:: Entries shown
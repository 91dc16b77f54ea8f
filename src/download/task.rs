//! Download task model and its state machine.

use std::collections::HashSet;
use std::fmt;
use std::path::{Path, PathBuf};

use serde::Serialize;
use tracing::debug;

use super::filename::unique_destination;
use super::retry::FailureType;
use crate::resolver::ResolvedLink;

/// Identifier of a task within one run (its position in the input list).
#[derive(Debug, Clone, Copy, PartialEq, Eq, Hash, PartialOrd, Ord, Serialize)]
#[serde(transparent)]
pub struct TaskId(pub usize);

impl fmt::Display for TaskId {
    fn fmt(&self, f: &mut fmt::Formatter<'_>) -> fmt::Result {
        write!(f, "#{}", self.0)
    }
}

/// Lifecycle state of a [`DownloadTask`].
///
/// ```text
/// Pending -> InProgress -> Succeeded
///                       -> Retrying -> InProgress
///                       -> Failed
/// (any non-terminal)    -> Interrupted
/// ```
#[derive(Debug, Clone, Copy, PartialEq, Eq, Serialize)]
#[serde(rename_all = "snake_case")]
pub enum TaskState {
    /// Waiting in the queue.
    Pending,
    /// A worker is transferring it.
    InProgress,
    /// Waiting out a backoff before the next attempt.
    Retrying,
    /// File written and verified.
    Succeeded,
    /// Gave up after a permanent error or exhausted retries.
    Failed,
    /// The run was cancelled before the task could finish.
    Interrupted,
}

impl TaskState {
    /// Returns true for states a task never leaves.
    #[must_use]
    pub fn is_terminal(self) -> bool {
        matches!(self, Self::Succeeded | Self::Failed | Self::Interrupted)
    }

    /// Returns true if `self -> next` is a legal transition.
    #[must_use]
    pub fn can_transition_to(self, next: Self) -> bool {
        matches!(
            (self, next),
            (Self::Pending | Self::Retrying, Self::InProgress)
                | (
                    Self::InProgress,
                    Self::Succeeded | Self::Retrying | Self::Failed
                )
                | (
                    Self::Pending | Self::InProgress | Self::Retrying,
                    Self::Interrupted
                )
        )
    }

    /// Lower-case label used in summaries.
    #[must_use]
    pub fn as_str(self) -> &'static str {
        match self {
            Self::Pending => "pending",
            Self::InProgress => "in_progress",
            Self::Retrying => "retrying",
            Self::Succeeded => "succeeded",
            Self::Failed => "failed",
            Self::Interrupted => "interrupted",
        }
    }
}

impl fmt::Display for TaskState {
    fn fmt(&self, f: &mut fmt::Formatter<'_>) -> fmt::Result {
        f.write_str(self.as_str())
    }
}

/// Last error a task hit, kept after the underlying error is dropped.
#[derive(Debug, Clone, PartialEq, Eq, Serialize)]
pub struct TaskError {
    /// Retry classification of the error.
    pub kind: FailureType,
    /// Rendered error message.
    pub message: String,
}

impl fmt::Display for TaskError {
    fn fmt(&self, f: &mut fmt::Formatter<'_>) -> fmt::Result {
        f.write_str(&self.message)
    }
}

/// One file transfer.
#[derive(Debug, Clone, PartialEq, Eq)]
pub struct DownloadTask {
    /// Run-local identifier.
    pub id: TaskId,
    /// Remote URL.
    pub url: String,
    /// Local destination path.
    pub dest_path: PathBuf,
    /// Size the file must have once written, if known up front.
    pub expected_size: Option<u64>,
    /// Attempts started so far.
    pub attempt: u32,
    /// Current lifecycle state.
    pub state: TaskState,
    /// Most recent failure, if any.
    pub last_error: Option<TaskError>,
}

impl DownloadTask {
    /// Creates a pending task.
    #[must_use]
    pub fn new(id: TaskId, url: impl Into<String>, dest_path: impl Into<PathBuf>) -> Self {
        Self {
            id,
            url: url.into(),
            dest_path: dest_path.into(),
            expected_size: None,
            attempt: 0,
            state: TaskState::Pending,
            last_error: None,
        }
    }

    /// Sets the size the written file is verified against.
    #[must_use]
    pub fn with_expected_size(mut self, size: u64) -> Self {
        self.expected_size = Some(size);
        self
    }

    /// Moves the task to `next`.
    ///
    /// Illegal transitions are ignored and reported as `false`; the task
    /// stays in its current state.
    pub fn transition(&mut self, next: TaskState) -> bool {
        if self.state.can_transition_to(next) {
            self.state = next;
            true
        } else {
            tracing::warn!(
                task = %self.id,
                from = %self.state,
                to = %next,
                "ignoring illegal task transition"
            );
            false
        }
    }
}

/// Builds one task per distinct matched URL, targeting `download_dir`.
///
/// Unmatched links are skipped, and a URL already seen earlier in `links`
/// does not get a second task. URLs whose file names collide get numbered
/// destinations (`game.zip`, `game_2.zip`, ...) so no two tasks share a path.
/// Task ids are assigned densely in input order.
#[must_use]
pub fn tasks_from_links(links: &[ResolvedLink], download_dir: &Path) -> Vec<DownloadTask> {
    let mut seen_urls = HashSet::new();
    let mut taken = HashSet::new();
    let mut tasks = Vec::new();

    for link in links.iter().filter(|link| link.matched) {
        if !seen_urls.insert(link.url.as_str()) {
            debug!(keyword = %link.keyword, url = %link.url, "skipping duplicate link");
            continue;
        }
        let dest_path = unique_destination(download_dir, &link.url, &taken);
        taken.insert(dest_path.clone());
        tasks.push(DownloadTask::new(
            TaskId(tasks.len()),
            link.url.clone(),
            dest_path,
        ));
    }
    tasks
}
::::
## [Exercise prompt]
All lines of the data above that include the word "TaskError" must be shown.

## [Exercise answer]
pub struct TaskError {
impl fmt::Display for TaskError {
    pub last_error: Option<TaskError>,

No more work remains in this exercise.